Different numbers of players lead to different set ups. This can be pretty fundamental. If you’re playing on a site that only allows a certain number of people, then beyond balancing the number of crew/organisers you really don’t get a whole lot of choice.
On some sites, it’s a balance between reducing the cost per person and choosing a number of people that suits the game you want to run.
The more players you have, the more interactions they provide. In a smaller group, each player has a bigger impact. If you've got fewer players then outside events have more influence. The events we run typically have outside events for players to react to. We normally run one shot events where the characters don’t recur. The main driver for the players interaction are those outside events.
We’ve been involved in running banquets and weddings which are much more groups of players choosing to take a character from an ongoing campaign and interact with other characters from this system. Is this situation we provide food and the setting, and the players do the rest. In that case the situation determines who you invite ic.
Typically, half the people who tell you that they absolutely will be going to your event will actually pay. You need to be making enough money to run the event at about this level. Not having enough places for everyone isn't usually the end of the world. Pricing is also important. You need to cover the site cost and food at a minimum, and we typically need to include a van, set dressing, and props.

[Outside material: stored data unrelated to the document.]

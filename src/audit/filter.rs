//! Export filters for audit records.

use crate::audit::record::AuditRecord;
use crate::consensus::ConsensusStatus;
use crate::core::Timestamp;
use serde::{Deserialize, Serialize};

/// Filter for exporting audit records.
///
/// Time bounds are exclusive and apply to `recorded_at`.
#[derive(Clone, Debug, Default, PartialEq, Serialize, Deserialize)]
pub struct AuditFilter {
    /// Keep question IDs starting with this prefix
    pub question_id_prefix: Option<String>,
    /// Keep records appended strictly after this instant
    pub after: Option<Timestamp>,
    /// Keep records appended strictly before this instant
    pub before: Option<Timestamp>,
    /// Keep records with this result status
    pub status: Option<ConsensusStatus>,
    /// Maximum results
    pub limit: Option<usize>,
}

impl AuditFilter {
    /// Create a new empty filter.
    pub fn new() -> Self {
        Self::default()
    }

    /// Filter by question ID prefix.
    pub fn by_prefix(mut self, prefix: &str) -> Self {
        self.question_id_prefix = Some(prefix.to_string());
        self
    }

    /// Keep records appended after `instant`.
    pub fn after(mut self, instant: Timestamp) -> Self {
        self.after = Some(instant);
        self
    }

    /// Keep records appended before `instant`.
    pub fn before(mut self, instant: Timestamp) -> Self {
        self.before = Some(instant);
        self
    }

    /// Filter by status.
    pub fn by_status(mut self, status: ConsensusStatus) -> Self {
        self.status = Some(status);
        self
    }

    /// Set result limit.
    pub fn with_limit(mut self, limit: usize) -> Self {
        self.limit = Some(limit);
        self
    }

    /// Check if a record matches this filter (ignores `limit`).
    pub fn matches(&self, record: &AuditRecord) -> bool {
        if let Some(prefix) = &self.question_id_prefix {
            if !record.question_id().starts_with(prefix.as_str()) {
                return false;
            }
        }

        if let Some(after) = self.after {
            if record.recorded_at <= after {
                return false;
            }
        }

        if let Some(before) = self.before {
            if record.recorded_at >= before {
                return false;
            }
        }

        if let Some(status) = self.status {
            if record.result.status != status {
                return false;
            }
        }

        true
    }
}

#[cfg(test)]
mod tests {
    use super::*;
    use crate::consensus::{compute_consensus, ConsensusQuestion, ConsensusResult};
    use crate::core::Hash256;
    use chrono::Duration;

    fn record(id: &str, status: ConsensusStatus, recorded_at: Timestamp) -> AuditRecord {
        let question = ConsensusQuestion::builder("?")
            .id(id)
            .participant("a")
            .build()
            .unwrap();
        let result =
            ConsensusResult::from_tally(id, status, compute_consensus(&[], 1.0), vec![], vec![], 0);
        AuditRecord {
            sequence: 0,
            recorded_at,
            question,
            result,
            participants: vec![],
            supersedes: None,
            prev_hash: Hash256::zero(),
            hash: Hash256::zero(),
        }
    }

    #[test]
    fn test_empty_filter_matches_all() {
        let rec = record("q-1", ConsensusStatus::Decided, crate::core::now());
        assert!(AuditFilter::new().matches(&rec));
    }

    #[test]
    fn test_prefix() {
        let rec = record("wf-7/round-1", ConsensusStatus::Decided, crate::core::now());
        assert!(AuditFilter::new().by_prefix("wf-7/").matches(&rec));
        assert!(!AuditFilter::new().by_prefix("wf-8/").matches(&rec));
    }

    #[test]
    fn test_time_bounds_are_exclusive() {
        let t = crate::core::now();
        let rec = record("q", ConsensusStatus::Decided, t);

        assert!(!AuditFilter::new().after(t).matches(&rec));
        assert!(!AuditFilter::new().before(t).matches(&rec));
        assert!(AuditFilter::new()
            .after(t - Duration::seconds(1))
            .before(t + Duration::seconds(1))
            .matches(&rec));
    }

    #[test]
    fn test_status() {
        let rec = record("q", ConsensusStatus::InsufficientQuorum, crate::core::now());
        assert!(AuditFilter::new()
            .by_status(ConsensusStatus::InsufficientQuorum)
            .matches(&rec));
        assert!(!AuditFilter::new().by_status(ConsensusStatus::Decided).matches(&rec));
    }

    #[test]
    fn test_filter_chain() {
        let filter = AuditFilter::new().by_prefix("tool_").with_limit(10);
        assert_eq!(filter.question_id_prefix.as_deref(), Some("tool_"));
        assert_eq!(filter.limit, Some(10));
    }
}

Mandala have a pile of resources from previous events that covers tentage, field kitchen, catering, set dressing, costumes and monsters, lighting, effects, computers, phones, electricity etc. If we’re using these typically we put them in the budget at a ‘maintenance’ cost - to ensure we can repair damage and improve on the kit we already have.
So, back to how many players. I like to have fewer, a lot of mandala like to have more. I tend to thing 20-30 is good. Everyone becomes essential. Your skill mix is such that there’s not too many of any particular role, and they’ll often work together. Our largest events tend to be about 55 people. In these we tend to put people into teams, and set them against each other a bit. It works fairly well, although with the dramatic hits system it does require everyone to play to the spirit of the game.
Our latest event was designed to have 35-40 players, and ran with 17. I personally think it ran better this way. It was a game for heroes and it gave everyone a chance to be a hero. Everyone was essential in a way they wouldn't have been otherwise. We had 9 different skill sets, and there were some that were unrepresented from the beginning, but people did get chances to change part way through.
With more people we’d need to split people up more, get the party to be in two places at once sometimes, because some of the encounters we run don’t work with the number of people present.
Running events where not everyone gets to see every set piece is also controversial. Players may feel they didn’t get what they paid for. If they miss something that people say was awesome, have we let them down? If everyone has to be part of everything doesn't that feel a bit like railroading? Small events that run as part of fest system worlds allow players to have experiences they couldn't have in uptime due to scale. As part of that we include experiences that are only for small numbers of players because they look good, feel good, carry the story well, and make awesome stories. It’s much easier to be scared if you’re alone. When watching a film, you know things have gone wrong when people start splitting up. It brings in new emotions.
This comes back to encounter balancing, and ‘Show, tell, do’. an encounter may be do for some players, show for others, and tell for the rest.
So, how many players? Enough that everyone is occupied and has enough to do. You can always split them up to maintain atmosphere. I mostly want fewer as it makes the admin side easier.